Sunday, 23 October 2016

Technicals for week ending – 21st October 2016.

Note : This is not a recommendation and I am not a registered analyst, these are just my observations and an assessment of the positives and negatives from a longer term point of view.

Nifty Weekly

Still sticking to a broader theme of a consolidation with a positive bias as mentioned in the previous weekly posts. On a longer-term time-frame data still suggests to keep a positive stance on Nifty. Exit rules – weekly close below 40-week MA or monthly close below 10-month MA.

Observations (charts below):

Chart 1 Some global context here – on the weekly charts of the ETF’s of Emerging markets (EEM) and BRIC (BKF) we see that both are sustaining well above support zones that go back 5 to 6 years! The 40-week MA on both these ETF’s had been flattish for years and have now started sloping up. Sustaining below the support zones would be worrying but till then the scenario seems to be positive.

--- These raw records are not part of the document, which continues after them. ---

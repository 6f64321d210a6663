#![cfg(unix)]

use std::os::unix::io::IntoRawFd;
use std::os::unix::net::UnixStream;
use std::sync::{Arc, Mutex, Weak};
use std::time::{Duration, Instant};

use iomux::{
    Listener, Poller, PollerFactory, SocketFlags, Transport, TransportFactory, TransportFlags,
};

mod util;

use util::{init, read_some, Happened, Pipe, Recorder, LONG, SHORT};

#[test]
fn is_send_and_sync() {
    util::assert_send::<Arc<Poller>>();
    util::assert_sync::<Arc<Poller>>();
    util::assert_send::<Arc<Transport>>();
    util::assert_sync::<Arc<Transport>>();
}

#[test]
fn pipe_readiness_echo() {
    init();
    let poller = PollerFactory::create().expect("unable to create poller");
    let mut pipe = Pipe::new();
    let transport = TransportFactory::from_descriptor(pipe.take_read(), TransportFlags::NONE)
        .expect("unable to wrap pipe");
    let recorder = Recorder::new();
    poller
        .attach(&transport, recorder.clone(), TransportFlags::READING)
        .expect("unable to attach");

    pipe.write_all(b"hello");
    poller.poll(Some(LONG)).expect("poll failed");
    assert_eq!(recorder.take(), vec![Happened::ReadReady]);

    let data = read_some(transport.raw().unwrap(), 16);
    assert_eq!(data, b"hello");

    transport.close();
    assert!(transport.is_closed());
    poller.poll(Some(Duration::ZERO)).expect("poll failed");
    assert_eq!(recorder.take(), vec![]);
}

#[test]
fn hangup_auto_detaches() {
    init();
    let poller = PollerFactory::create().expect("unable to create poller");
    let (local, peer) = UnixStream::pair().expect("unable to create socket pair");
    let transport =
        TransportFactory::from_socket(local.into_raw_fd(), SocketFlags::NONE).unwrap();
    let recorder = Recorder::new();
    poller
        .attach(&transport, recorder.clone(), TransportFlags::READING)
        .unwrap();

    drop(peer);
    poller.poll(Some(LONG)).expect("poll failed");
    assert_eq!(recorder.take(), vec![Happened::Hangup]);
    assert!(!transport.is_attached());

    // The transport was detached before the callback ran; nothing more is
    // delivered and interest changes are a no-op.
    poller.poll(Some(Duration::ZERO)).expect("poll failed");
    assert_eq!(recorder.take(), vec![]);
    poller
        .change_events(&transport, TransportFlags::WRITING)
        .expect("change_events after auto-detach should be a no-op");
    poller.poll(Some(Duration::ZERO)).expect("poll failed");
    assert_eq!(recorder.take(), vec![]);
}

#[test]
fn edge_triggered_delivers_one_notification_per_edge() {
    init();
    // The default backend on every supported Unix (epoll or kqueue)
    // handles edge-triggered registrations.
    let poller = PollerFactory::create().expect("unable to create poller");
    let mut pipe = Pipe::new();
    let transport =
        TransportFactory::from_descriptor(pipe.take_read(), TransportFlags::NONE).unwrap();
    let recorder = Recorder::new();
    poller
        .attach(
            &transport,
            recorder.clone(),
            TransportFlags::READING | TransportFlags::EDGE_TRIGGERED,
        )
        .unwrap();

    pipe.write_all(b"0123456789");
    poller.poll(Some(LONG)).expect("poll failed");
    assert_eq!(recorder.take(), vec![Happened::ReadReady]);

    // Only half the payload is drained: no new edge, no new notification.
    let data = read_some(transport.raw().unwrap(), 5);
    assert_eq!(data.len(), 5);
    poller.poll(Some(SHORT)).expect("poll failed");
    assert_eq!(recorder.take(), vec![]);

    // Another write is another edge.
    pipe.write_all(b"x");
    poller.poll(Some(LONG)).expect("poll failed");
    assert_eq!(recorder.take(), vec![Happened::ReadReady]);
}

#[test]
fn level_triggered_repeats_until_drained() {
    init();
    let poller = PollerFactory::create().unwrap();
    let mut pipe = Pipe::new();
    let transport =
        TransportFactory::from_descriptor(pipe.take_read(), TransportFlags::NONE).unwrap();
    let recorder = Recorder::new();
    poller
        .attach(&transport, recorder.clone(), TransportFlags::READING)
        .unwrap();

    pipe.write_all(b"abc");
    poller.poll(Some(LONG)).unwrap();
    poller.poll(Some(LONG)).unwrap();
    assert_eq!(
        recorder.take(),
        vec![Happened::ReadReady, Happened::ReadReady]
    );
}

#[test]
fn dropped_interest_is_filtered() {
    init();
    let poller = PollerFactory::create().unwrap();
    let (local, _peer) = UnixStream::pair().unwrap();
    let transport =
        TransportFactory::from_socket(local.into_raw_fd(), SocketFlags::NONE).unwrap();
    let recorder = Recorder::new();
    poller
        .attach(
            &transport,
            recorder.clone(),
            TransportFlags::READING | TransportFlags::WRITING,
        )
        .unwrap();

    // A fresh socket is writable.
    poller.poll(Some(LONG)).unwrap();
    assert_eq!(recorder.take(), vec![Happened::WriteReady]);

    // After dropping write interest no write callback may fire again.
    poller
        .change_events(&transport, TransportFlags::READING)
        .unwrap();
    poller.poll(Some(Duration::ZERO)).unwrap();
    poller.poll(Some(Duration::ZERO)).unwrap();
    assert_eq!(recorder.take(), vec![]);
}

#[test]
fn change_events_on_unattached_transport_is_an_error() {
    init();
    let poller = PollerFactory::create().unwrap();
    let mut pipe = Pipe::new();
    let transport =
        TransportFactory::from_descriptor(pipe.take_read(), TransportFlags::NONE).unwrap();
    assert!(poller
        .change_events(&transport, TransportFlags::READING)
        .is_err());
}

#[test]
fn poll_zero_never_blocks() {
    init();
    let poller = PollerFactory::create().unwrap();
    let mut pipe = Pipe::new();
    let transport =
        TransportFactory::from_descriptor(pipe.take_read(), TransportFlags::NONE).unwrap();
    poller
        .attach(&transport, Recorder::new(), TransportFlags::READING)
        .unwrap();

    let start = Instant::now();
    poller.poll(Some(Duration::ZERO)).unwrap();
    assert!(start.elapsed() < SHORT, "Poll(0) blocked");
}

#[test]
fn explicit_detach_stops_delivery_and_is_idempotent() {
    init();
    let poller = PollerFactory::create().unwrap();
    let mut pipe = Pipe::new();
    let transport =
        TransportFactory::from_descriptor(pipe.take_read(), TransportFlags::NONE).unwrap();
    let recorder = Recorder::new();
    poller
        .attach(&transport, recorder.clone(), TransportFlags::READING)
        .unwrap();

    pipe.write_all(b"pending");
    poller.detach(&transport);
    poller.detach(&transport);
    assert!(!transport.is_attached());

    poller.poll(Some(Duration::ZERO)).unwrap();
    assert_eq!(recorder.take(), vec![]);
}

/// Closes its victim and re-keys the freed slot with the shared
/// replacement the first time it becomes readable.
struct SlotThief {
    poller: Weak<Poller>,
    victim: Mutex<Option<Arc<Transport>>>,
    replacement: Arc<Mutex<Option<(Arc<Transport>, Arc<Recorder>)>>>,
    recorder: Arc<Recorder>,
}

impl Listener for SlotThief {
    fn on_read_ready(&self, transport: &Arc<Transport>) {
        self.recorder.on_read_ready(transport);
        if let Some(victim) = self.victim.lock().unwrap().take() {
            victim.close();
        }
        if let Some((transport, recorder)) = self.replacement.lock().unwrap().take() {
            let poller = self.poller.upgrade().unwrap();
            poller
                .attach(&transport, recorder, TransportFlags::READING)
                .expect("re-attach into the freed slot failed");
        }
    }
}

// A listener callback may close a transport whose slot is reused within
// the same drain; events collected for the previous occupant must not
// reach the new one.
#[test]
fn events_for_rekeyed_slots_are_dropped_mid_drain() {
    init();
    let poller = PollerFactory::create().unwrap();
    let mut pipe_a = Pipe::new();
    let mut pipe_b = Pipe::new();
    let mut pipe_c = Pipe::new();

    let a = TransportFactory::from_descriptor(pipe_a.take_read(), TransportFlags::NONE).unwrap();
    let b = TransportFactory::from_descriptor(pipe_b.take_read(), TransportFlags::NONE).unwrap();
    let c = TransportFactory::from_descriptor(pipe_c.take_read(), TransportFlags::NONE).unwrap();

    let recorder = Recorder::new();
    let fresh = Recorder::new();
    let replacement = Arc::new(Mutex::new(Some((Arc::clone(&c), Arc::clone(&fresh)))));

    // The two transports conspire: whichever fires first closes the other
    // and re-keys the freed slot with `c`.
    poller
        .attach(
            &a,
            Arc::new(SlotThief {
                poller: Arc::downgrade(&poller),
                victim: Mutex::new(Some(Arc::clone(&b))),
                replacement: Arc::clone(&replacement),
                recorder: Arc::clone(&recorder),
            }),
            TransportFlags::READING,
        )
        .unwrap();
    poller
        .attach(
            &b,
            Arc::new(SlotThief {
                poller: Arc::downgrade(&poller),
                victim: Mutex::new(Some(Arc::clone(&a))),
                replacement: Arc::clone(&replacement),
                recorder: Arc::clone(&recorder),
            }),
            TransportFlags::READING,
        )
        .unwrap();

    // Make both readable before the drain so the batch holds two events.
    pipe_a.write_all(b"a");
    pipe_b.write_all(b"b");
    pipe_c.write_all(b"c");
    poller.poll(Some(LONG)).unwrap();

    // Exactly one of the two original transports fired; the residual
    // event for the closed one was not delivered to the re-keyed slot.
    assert_eq!(recorder.take(), vec![Happened::ReadReady]);
    assert_eq!(fresh.take(), vec![]);

    // The replacement is live and picks up its pending data on the next
    // drain.
    poller.poll(Some(LONG)).unwrap();
    assert_eq!(fresh.take(), vec![Happened::ReadReady]);
}

#[test]
fn poll_backend_full_stack() {
    init();
    let poller = PollerFactory::create_poll().unwrap();
    assert_eq!(poller.backend_name(), "poll");
    let mut pipe = Pipe::new();
    let transport =
        TransportFactory::from_descriptor(pipe.take_read(), TransportFlags::NONE).unwrap();
    let recorder = Recorder::new();
    poller
        .attach(&transport, recorder.clone(), TransportFlags::READING)
        .unwrap();

    pipe.write_all(b"via poll");
    poller.poll(Some(LONG)).unwrap();
    assert_eq!(recorder.take(), vec![Happened::ReadReady]);

    transport.close();
    poller.poll(Some(Duration::ZERO)).unwrap();
    assert_eq!(recorder.take(), vec![]);
}

#[test]
fn select_backend_full_stack() {
    init();
    let poller = PollerFactory::create_select().unwrap();
    assert_eq!(poller.backend_name(), "select");
    let mut pipe = Pipe::new();
    let transport =
        TransportFactory::from_descriptor(pipe.take_read(), TransportFlags::NONE).unwrap();
    let recorder = Recorder::new();
    poller
        .attach(&transport, recorder.clone(), TransportFlags::READING)
        .unwrap();

    pipe.write_all(b"via select");
    poller.poll(Some(LONG)).unwrap();
    assert_eq!(recorder.take(), vec![Happened::ReadReady]);
}

#[test]
fn select_backend_refuses_large_descriptors() {
    init();
    let poller = PollerFactory::create_select().unwrap();
    let mut pipe = Pipe::new();

    // Move the descriptor at (or past) FD_SETSIZE if the fd limit allows;
    // otherwise the in-range attach below still covers the happy path.
    let high = unsafe { libc::dup2(pipe.read, libc::FD_SETSIZE as i32) };
    if high != -1 {
        let transport =
            TransportFactory::from_descriptor(high, TransportFlags::NONE).unwrap();
        let err = poller
            .attach(&transport, Recorder::new(), TransportFlags::READING)
            .unwrap_err();
        assert!(matches!(err, iomux::Error::Logical(_)), "got {:?}", err);
    }

    let transport =
        TransportFactory::from_descriptor(pipe.take_read(), TransportFlags::NONE).unwrap();
    poller
        .attach(&transport, Recorder::new(), TransportFlags::READING)
        .unwrap();
}

#[test]
fn edge_triggered_is_logical_error_on_stateless_backends() {
    init();
    for poller in [
        PollerFactory::create_poll().unwrap(),
        PollerFactory::create_select().unwrap(),
    ] {
        let mut pipe = Pipe::new();
        let transport =
            TransportFactory::from_descriptor(pipe.take_read(), TransportFlags::NONE).unwrap();
        let err = poller
            .attach(
                &transport,
                Recorder::new(),
                TransportFlags::READING | TransportFlags::EDGE_TRIGGERED,
            )
            .unwrap_err();
        assert!(matches!(err, iomux::Error::Logical(_)));
    }
}
use std::io;
use std::mem::MaybeUninit;
use std::sync::Mutex;
use std::time::Duration;

use crate::sys::unix::waker::Waker;
use crate::sys::unix::RawIo;
use crate::sys::{Event, WAKER_SLOT};
use crate::TransportFlags;

/// Readiness backend over `select(2)`.
///
/// Like the poll backend the descriptor table is stateless in the kernel
/// and rebuilt on every call, with changes staged in between. `select`
/// cannot watch descriptors at or above `FD_SETSIZE`; registering one
/// fails up front.
#[derive(Debug)]
pub(crate) struct Selector {
    entries: Mutex<Vec<SelectEntry>>,
    staged: Mutex<Vec<Change>>,
}

#[derive(Debug, Clone, Copy)]
struct SelectEntry {
    io: RawIo,
    slot: usize,
    flags: TransportFlags,
}

#[derive(Debug)]
enum Change {
    Add {
        io: RawIo,
        slot: usize,
        flags: TransportFlags,
    },
    Update {
        io: RawIo,
        flags: TransportFlags,
    },
    Remove {
        io: RawIo,
    },
}

impl Selector {
    pub(crate) fn new() -> io::Result<Selector> {
        Ok(Selector {
            entries: Mutex::new(Vec::new()),
            staged: Mutex::new(Vec::new()),
        })
    }

    pub(crate) fn register(
        &self,
        io: RawIo,
        slot: usize,
        flags: TransportFlags,
    ) -> io::Result<()> {
        if io as usize >= libc::FD_SETSIZE {
            return Err(io::Error::new(
                io::ErrorKind::InvalidInput,
                "descriptor does not fit in an fd_set",
            ));
        }
        self.staged
            .lock()
            .unwrap()
            .push(Change::Add { io, slot, flags });
        Ok(())
    }

    pub(crate) fn reregister(
        &self,
        io: RawIo,
        _slot: usize,
        _old: TransportFlags,
        new: TransportFlags,
    ) -> io::Result<()> {
        self.staged
            .lock()
            .unwrap()
            .push(Change::Update { io, flags: new });
        Ok(())
    }

    pub(crate) fn deregister(&self, io: RawIo, _old: TransportFlags) -> io::Result<()> {
        self.staged.lock().unwrap().push(Change::Remove { io });
        Ok(())
    }

    pub(crate) fn select(
        &self,
        events: &mut Vec<Event>,
        timeout: Option<Duration>,
    ) -> io::Result<()> {
        let mut entries = self.entries.lock().unwrap();
        self.apply_staged(&mut entries);

        let mut read_set = empty_fd_set();
        let mut write_set = empty_fd_set();
        let mut max_fd: RawIo = -1;
        for entry in entries.iter() {
            if entry.flags.is_reading() {
                unsafe { libc::FD_SET(entry.io, &mut read_set) };
                max_fd = max_fd.max(entry.io);
            }
            if entry.flags.is_writing() {
                unsafe { libc::FD_SET(entry.io, &mut write_set) };
                max_fd = max_fd.max(entry.io);
            }
        }

        let mut timeval = timeout.map(|to| {
            let to = to
                .checked_add(Duration::from_nanos(999))
                .unwrap_or(to);
            libc::timeval {
                tv_sec: to.as_secs() as libc::time_t,
                tv_usec: to.subsec_micros() as libc::suseconds_t,
            }
        });
        let timeval_ptr = timeval
            .as_mut()
            .map(|tv| tv as *mut _)
            .unwrap_or(std::ptr::null_mut());

        let n_events = match syscall!(select(
            max_fd + 1,
            &mut read_set,
            &mut write_set,
            std::ptr::null_mut(),
            timeval_ptr,
        )) {
            Ok(n) => n as usize,
            // A signal landed while waiting; report an empty batch.
            Err(ref err) if err.kind() == io::ErrorKind::Interrupted => return Ok(()),
            Err(err) => return Err(err),
        };
        if n_events == 0 {
            return Ok(());
        }

        for entry in entries.iter() {
            let readable = unsafe { libc::FD_ISSET(entry.io, &read_set) };
            let writable = unsafe { libc::FD_ISSET(entry.io, &write_set) };
            if readable || writable {
                let mut event = Event::new(entry.slot);
                event.readable = readable;
                event.writable = writable;
                events.push(event);
            }
        }
        Ok(())
    }

    fn apply_staged(&self, entries: &mut Vec<SelectEntry>) {
        let mut staged = self.staged.lock().unwrap();
        for change in staged.drain(..) {
            match change {
                Change::Add { io, slot, flags } => {
                    entries.push(SelectEntry { io, slot, flags });
                }
                Change::Update { io, flags } => {
                    if let Some(entry) = entries.iter_mut().find(|entry| entry.io == io) {
                        entry.flags = flags;
                    }
                }
                Change::Remove { io } => {
                    if let Some(index) = entries.iter().position(|entry| entry.io == io) {
                        entries.swap_remove(index);
                    }
                }
            }
        }
    }

    pub(crate) fn make_waker(&self) -> io::Result<Waker> {
        let (waker, fd) = Waker::new_fd_based()?;
        self.register(fd, WAKER_SLOT, TransportFlags::READING)?;
        Ok(waker)
    }
}

fn empty_fd_set() -> libc::fd_set {
    let mut set = MaybeUninit::<libc::fd_set>::uninit();
    unsafe {
        libc::FD_ZERO(set.as_mut_ptr());
        set.assume_init()
    }
}

#[cfg(test)]
mod tests {
    use super::*;

    #[test]
    fn refuses_descriptors_beyond_fd_setsize() {
        let selector = Selector::new().unwrap();
        let err = selector
            .register(libc::FD_SETSIZE as RawIo, 0, TransportFlags::READING)
            .unwrap_err();
        assert_eq!(err.kind(), io::ErrorKind::InvalidInput);

        // One below the limit is staged without complaint.
        selector
            .register(libc::FD_SETSIZE as RawIo - 1, 0, TransportFlags::READING)
            .unwrap();
    }
}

Chart 2 On the weekly charts the Nifty index gave a bit of a scare last week but closed this week well above the support zone. Drilling down to the smaller time-frame daily chart this price action could be called a failed break-down but I am not so sure about that. Anyways, other indices like Nifty 500, Midcap and Smallcap indices are way above supports and even above the September expiry day (surgical strike) highs. The broad strength still makes me lean to the positive side and we have not seen any break-downs in the broader indices. Even Bank-Nifty which has the highest weightage in the benchmark Nifty has showed strength by closing above supports and previous week’s highs. The momentum based Nifty Alpha Index is also in new all-time high territory!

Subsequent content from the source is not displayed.